This August, I’m going to be a father.
Naturally, I’m quite excited. I’m also anxious: it turns out that juggling the trifecta of finishing a PhD, job hunting and reading endless books about how to deal with the alien lifeform that’s going to come shooting out of my wife, isn’t easy.
This week, I’ve left my heavily pregnant partner to battle alone in the UK while I’ve adventured to the croissant capital of Europe: Paris. Fear not readers, for I haven’t taken a spontanaeous spouse holiday, rather I’m attending ISMRM (International Society for Magnetic Resonance in Medicine) along with most of my colleagues and supervisors.
As soon as I arrive, I start to check the schedule of scientific talks and posters that I’d like to attend during the week-long conference. Tapping through the slick app, I find myself groaning and making strange dragon-like moans. No, this isn’t Braxton-Hicks, merely a bitterness I’ve developed over my PhD.
I think I’m depressed.
Don’t get me wrong, I love science. Science is the single greatest tool we have that can shed light in our ever-darkening world, or as our photogenic ISMRM president likes to say, “Seeing clearer in this golden age of MR”. I love reading and writing about science, but not so much the ‘doing’ of science. In fact, I’d go so far to say that my mental state has deteriorated substantially since I started my PhD in 2015. Is it the stress? Yes. Is it the seemingly endless bucket of work? Yes. Is it the fact that, no matter how much you do, research never really ends? Yes.

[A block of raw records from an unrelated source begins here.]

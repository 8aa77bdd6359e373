use chrono::{DateTime, Datelike, NaiveDate, NaiveDateTime, NaiveTime, Utc, Weekday};
use serde::{Deserialize, Serialize};
use std::{fmt, str::FromStr};
use thiserror::Error;

pub const MIN_HEART_RATE: i64 = 30;
pub const MAX_HEART_RATE: i64 = 220;
pub const MAX_SLEEP_HOURS: f64 = 24.0;
pub const MIN_RECORD_YEAR: i32 = 1900;
pub const MAX_RECORD_YEAR: i32 = 9999;

#[derive(Debug, Clone, PartialEq, Serialize, Deserialize, sqlx::FromRow)]
pub struct HealthRecord {
    pub id: i64,
    pub date: NaiveDate,
    pub steps: i64,
    pub sleep_hours: f64,
    pub heart_rate: Option<i64>,
    pub notes: Option<String>,
    pub created_at: DateTime<Utc>,
    pub updated_at: DateTime<Utc>,
}

/// Validated values for creating or updating a [`HealthRecord`].
#[derive(Debug, Clone, PartialEq)]
pub struct RecordInput {
    pub date: NaiveDate,
    pub steps: i64,
    pub sleep_hours: f64,
    pub heart_rate: Option<i64>,
    pub notes: Option<String>,
}

#[derive(Debug, Error, PartialEq)]
pub enum ValidationError {
    #[error("date must be a valid YYYY-MM-DD date")]
    InvalidDate,
    #[error("{0} must be a number")]
    InvalidNumber(&'static str),
    #[error("Steps must be 0 or more.")]
    NegativeSteps,
    #[error("Sleep hours must be between 0 and 24.")]
    SleepOutOfRange,
    #[error("Heart rate must be between 30 and 220 bpm.")]
    HeartRateOutOfRange,
    #[error("{0} is not a valid value for {1}")]
    InvalidChoice(String, &'static str),
}

/// Raw form payload; HTML forms submit every field as text.
#[derive(Debug, Deserialize)]
pub struct RecordForm {
    pub date: String,
    pub steps: String,
    pub sleep_hours: String,
    #[serde(default)]
    pub heart_rate: String,
    #[serde(default)]
    pub notes: String,
}

impl RecordForm {
    pub fn validate(&self) -> Result<RecordInput, ValidationError> {
        let date = NaiveDate::parse_from_str(self.date.trim(), "%Y-%m-%d")
            .ok()
            .filter(|date| (MIN_RECORD_YEAR..=MAX_RECORD_YEAR).contains(&date.year()))
            .ok_or(ValidationError::InvalidDate)?;

        let steps: i64 = self
            .steps
            .trim()
            .parse()
            .map_err(|_| ValidationError::InvalidNumber("steps"))?;
        if steps < 0 {
            return Err(ValidationError::NegativeSteps);
        }

        let sleep_hours: f64 = self
            .sleep_hours
            .trim()
            .parse()
            .map_err(|_| ValidationError::InvalidNumber("sleep_hours"))?;
        if !sleep_hours.is_finite() || !(0.0..=MAX_SLEEP_HOURS).contains(&sleep_hours) {
            return Err(ValidationError::SleepOutOfRange);
        }

        let heart_rate = match self.heart_rate.trim() {
            "" => None,
            raw => {
                let value: i64 = raw
                    .parse()
                    .map_err(|_| ValidationError::InvalidNumber("heart_rate"))?;
                if !(MIN_HEART_RATE..=MAX_HEART_RATE).contains(&value) {
                    return Err(ValidationError::HeartRateOutOfRange);
                }
                Some(value)
            }
        };

        let notes = match self.notes.trim() {
            "" => None,
            text => Some(text.to_string()),
        };

        Ok(RecordInput {
            date,
            steps,
            sleep_hours,
            heart_rate,
            notes,
        })
    }
}

#[derive(Debug, Clone, Copy, PartialEq, Eq, Serialize, Deserialize, Default)]
#[serde(rename_all = "lowercase")]
pub enum ReportFrequency {
    #[default]
    Daily,
    Weekly,
    Monthly,
}

impl ReportFrequency {
    pub fn as_str(self) -> &'static str {
        match self {
            Self::Daily => "daily",
            Self::Weekly => "weekly",
            Self::Monthly => "monthly",
        }
    }
}

impl fmt::Display for ReportFrequency {
    fn fmt(&self, f: &mut fmt::Formatter<'_>) -> fmt::Result {
        f.write_str(self.as_str())
    }
}

impl FromStr for ReportFrequency {
    type Err = ValidationError;

    fn from_str(value: &str) -> Result<Self, Self::Err> {
        match value.trim().to_ascii_lowercase().as_str() {
            "daily" => Ok(Self::Daily),
            "weekly" => Ok(Self::Weekly),
            "monthly" => Ok(Self::Monthly),
            other => Err(ValidationError::InvalidChoice(other.to_string(), "frequency")),
        }
    }
}

pub fn weekday_name(day: Weekday) -> &'static str {
    match day {
        Weekday::Mon => "monday",
        Weekday::Tue => "tuesday",
        Weekday::Wed => "wednesday",
        Weekday::Thu => "thursday",
        Weekday::Fri => "friday",
        Weekday::Sat => "saturday",
        Weekday::Sun => "sunday",
    }
}

pub fn parse_weekday(value: &str) -> Result<Weekday, ValidationError> {
    match value.trim().to_ascii_lowercase().as_str() {
        "monday" => Ok(Weekday::Mon),
        "tuesday" => Ok(Weekday::Tue),
        "wednesday" => Ok(Weekday::Wed),
        "thursday" => Ok(Weekday::Thu),
        "friday" => Ok(Weekday::Fri),
        "saturday" => Ok(Weekday::Sat),
        "sunday" => Ok(Weekday::Sun),
        other => Err(ValidationError::InvalidChoice(other.to_string(), "day_of_week")),
    }
}

/// `local@domain.tld` with no whitespace or control characters.
pub fn is_valid_email(email: &str) -> bool {
    if email.chars().any(|c| c.is_control() || c.is_whitespace()) {
        return false;
    }
    let Some((local, domain)) = email.split_once('@') else {
        return false;
    };
    !local.is_empty()
        && !domain.contains('@')
        && domain.contains('.')
        && domain.split('.').all(|label| !label.is_empty())
}

/// When and to whom the periodic health report is sent.
#[derive(Debug, Clone, PartialEq)]
pub struct ReportSchedule {
    pub enabled: bool,
    pub frequency: ReportFrequency,
    pub report_time: NaiveTime,
    pub day_of_week: Option<Weekday>,
    pub day_of_month: Option<u32>,
    pub recipient_email: Option<String>,
    pub range_days: u32,
    pub next_report_at: Option<NaiveDateTime>,
    pub last_report_sent_at: Option<NaiveDateTime>,
}

impl Default for ReportSchedule {
    fn default() -> Self {
        Self {
            enabled: false,
            frequency: ReportFrequency::Daily,
            report_time: NaiveTime::from_hms_opt(8, 0, 0).unwrap_or(NaiveTime::MIN),
            day_of_week: None,
            day_of_month: None,
            recipient_email: None,
            range_days: 30,
            next_report_at: None,
            last_report_sent_at: None,
        }
    }
}

#[derive(Debug, Deserialize)]
pub struct ScheduleForm {
    #[serde(default)]
    pub enabled: Option<String>,
    pub frequency: String,
    pub report_time: String,
    #[serde(default)]
    pub day_of_week: String,
    #[serde(default)]
    pub day_of_month: String,
    #[serde(default)]
    pub recipient_email: String,
    #[serde(default)]
    pub range_days: String,
}

impl ScheduleForm {
    /// Applies the submitted values to `current`, keeping the send history.
    pub fn apply(&self, current: &ReportSchedule) -> Result<ReportSchedule, ValidationError> {
        let frequency: ReportFrequency = self.frequency.parse()?;

        let raw_time = self.report_time.trim();
        let report_time = NaiveTime::parse_from_str(raw_time, "%H:%M")
            .or_else(|_| NaiveTime::parse_from_str(raw_time, "%H:%M:%S"))
            .map_err(|_| ValidationError::InvalidChoice(raw_time.to_string(), "report_time"))?;

        let day_of_week = match self.day_of_week.trim() {
            "" => None,
            raw => Some(parse_weekday(raw)?),
        };

        let day_of_month = match self.day_of_month.trim() {
            "" => None,
            raw => {
                let day: u32 = raw
                    .parse()
                    .map_err(|_| ValidationError::InvalidNumber("day_of_month"))?;
                if !(1..=31).contains(&day) {
                    return Err(ValidationError::InvalidChoice(raw.to_string(), "day_of_month"));
                }
                Some(day)
            }
        };

        let recipient_email = match self.recipient_email.trim() {
            "" => None,
            email if is_valid_email(email) => Some(email.to_string()),
            email => return Err(ValidationError::InvalidChoice(email.to_string(), "recipient_email")),
        };

        let range_days = match self.range_days.trim() {
            "" => current.range_days,
            raw => {
                let days: u32 = raw
                    .parse()
                    .map_err(|_| ValidationError::InvalidNumber("range_days"))?;
                if !(1..=365).contains(&days) {
                    return Err(ValidationError::InvalidChoice(raw.to_string(), "range_days"));
                }
                days
            }
        };

        Ok(ReportSchedule {
            enabled: self.enabled.is_some(),
            frequency,
            report_time,
            day_of_week,
            day_of_month,
            recipient_email,
            range_days,
            next_report_at: current.next_report_at,
            last_report_sent_at: current.last_report_sent_at,
        })
    }
}

#[derive(Debug, Default, Deserialize)]
pub struct DashboardQuery {
    pub chart: Option<String>,
    pub range: Option<String>,
    pub table_range: Option<String>,
    pub saved: Option<String>,
}

#[derive(Debug, Default, Deserialize)]
pub struct ChartQuery {
    pub chart: Option<String>,
    pub range: Option<String>,
}

#[derive(Debug, Default, Deserialize)]
pub struct TableQuery {
    pub table_range: Option<String>,
}

#[derive(Debug, Default, Deserialize)]
pub struct SettingsQuery {
    pub saved: Option<String>,
}

#[derive(Debug, Default, Deserialize)]
pub struct AiInsightForm {
    #[serde(default)]
    pub custom_prompt: String,
}

#[derive(Debug, Serialize, Deserialize, PartialEq)]
pub struct ChartData {
    pub dates: Vec<String>,
    pub values: Vec<f64>,
}

#[derive(Debug, Serialize, Deserialize)]
pub struct ChartResponse {
    pub data: ChartData,
}

#[derive(Debug, Serialize, Deserialize)]
pub struct InsightResponse {
    pub insight: Option<String>,
}

#[derive(Debug, Serialize, Deserialize)]
pub struct AiInsightResponse {
    pub success: bool,
    #[serde(skip_serializing_if = "Option::is_none")]
    pub response: Option<String>,
    #[serde(skip_serializing_if = "Option::is_none")]
    pub error: Option<String>,
    #[serde(skip_serializing_if = "Option::is_none")]
    pub error_type: Option<String>,
}

impl AiInsightResponse {
    pub fn ok(response: String) -> Self {
        Self {
            success: true,
            response: Some(response),
            error: None,
            error_type: None,
        }
    }

    pub fn failed(error: impl Into<String>, error_type: impl Into<String>) -> Self {
        Self {
            success: false,
            response: None,
            error: Some(error.into()),
            error_type: Some(error_type.into()),
        }
    }
}

#[cfg(test)]
mod tests {
    use super::*;

    fn form(date: &str, steps: &str, sleep: &str, heart_rate: &str) -> RecordForm {
        RecordForm {
            date: date.to_string(),
            steps: steps.to_string(),
            sleep_hours: sleep.to_string(),
            heart_rate: heart_rate.to_string(),
            notes: "  ".to_string(),
        }
    }

    #[test]
    fn record_form_accepts_missing_heart_rate_and_blank_notes() {
        let input = form("2026-01-05", "8000", "7.5", "").validate().unwrap();
        assert_eq!(input.date, NaiveDate::from_ymd_opt(2026, 1, 5).unwrap());
        assert_eq!(input.steps, 8000);
        assert_eq!(input.heart_rate, None);
        assert_eq!(input.notes, None);
    }

    #[test]
    fn record_form_rejects_out_of_range_values() {
        assert_eq!(
            form("2026-01-05", "-1", "7", "").validate(),
            Err(ValidationError::NegativeSteps)
        );
        assert_eq!(
            form("2026-01-05", "10", "24.5", "").validate(),
            Err(ValidationError::SleepOutOfRange)
        );
        assert_eq!(
            form("2026-01-05", "10", "7", "250").validate(),
            Err(ValidationError::HeartRateOutOfRange)
        );
        assert_eq!(
            form("01/05/2026", "10", "7", "").validate(),
            Err(ValidationError::InvalidDate)
        );
    }

    #[test]
    fn record_form_rejects_years_outside_the_calendar_range() {
        assert_eq!(
            form("-262143-01-05", "10", "7", "").validate(),
            Err(ValidationError::InvalidDate)
        );
        assert_eq!(
            form("1899-12-31", "10", "7", "").validate(),
            Err(ValidationError::InvalidDate)
        );
        assert!(form("1900-01-01", "10", "7", "").validate().is_ok());
    }

    #[test]
    fn email_needs_local_part_and_dotted_domain() {
        assert!(is_valid_email("me@example.com"));
        assert!(is_valid_email("first.last+tag@mail.example.org"));
        assert!(!is_valid_email("@"));
        assert!(!is_valid_email("@example.com"));
        assert!(!is_valid_email("me@localhost"));
        assert!(!is_valid_email("me@example..com"));
        assert!(!is_valid_email("me@@example.com"));
        assert!(!is_valid_email("me@example.com\r\nBcc: attacker@evil.test"));
    }

    #[test]
    fn schedule_form_rejects_header_injection_in_recipient() {
        let submitted = ScheduleForm {
            enabled: Some("on".to_string()),
            frequency: "daily".to_string(),
            report_time: "08:00".to_string(),
            day_of_week: String::new(),
            day_of_month: String::new(),
            recipient_email: "me@example.com\r\nBcc: attacker@evil.test".to_string(),
            range_days: String::new(),
        };
        assert!(matches!(
            submitted.apply(&ReportSchedule::default()),
            Err(ValidationError::InvalidChoice(_, "recipient_email"))
        ));

        let bare_at = ScheduleForm {
            recipient_email: "@".to_string(),
            ..submitted
        };
        assert!(bare_at.apply(&ReportSchedule::default()).is_err());
    }

    #[test]
    fn schedule_form_keeps_send_history() {
        let current = ReportSchedule {
            last_report_sent_at: NaiveDate::from_ymd_opt(2026, 1, 1)
                .unwrap()
                .and_hms_opt(8, 0, 0),
            ..ReportSchedule::default()
        };
        let submitted = ScheduleForm {
            enabled: Some("on".to_string()),
            frequency: "Weekly".to_string(),
            report_time: "07:30".to_string(),
            day_of_week: "friday".to_string(),
            day_of_month: String::new(),
            recipient_email: "me@example.com".to_string(),
            range_days: "14".to_string(),
        };

        let schedule = submitted.apply(&current).unwrap();
        assert!(schedule.enabled);
        assert_eq!(schedule.frequency, ReportFrequency::Weekly);
        assert_eq!(schedule.day_of_week, Some(Weekday::Fri));
        assert_eq!(schedule.range_days, 14);
        assert_eq!(schedule.last_report_sent_at, current.last_report_sent_at);
    }
}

I’m lucky, compared to some. My supervisors are great (would I like them to reply to me more often? Yes), my colleagues are amazing and the university is idyllic. To other scientists, my work is interesting. To me? I want to submit and run away as fast as I can from academia.
“It’s not you, it’s me”, I say to my computer every morning I power up MATLAB. I’ve spent my whole life conditioned to analyse and “do science”, but inside I think there’s something more artistic yearning to break out of me.
Okay, enough John Hurt/chest-bursting metaphors, I’m getting side-tracked.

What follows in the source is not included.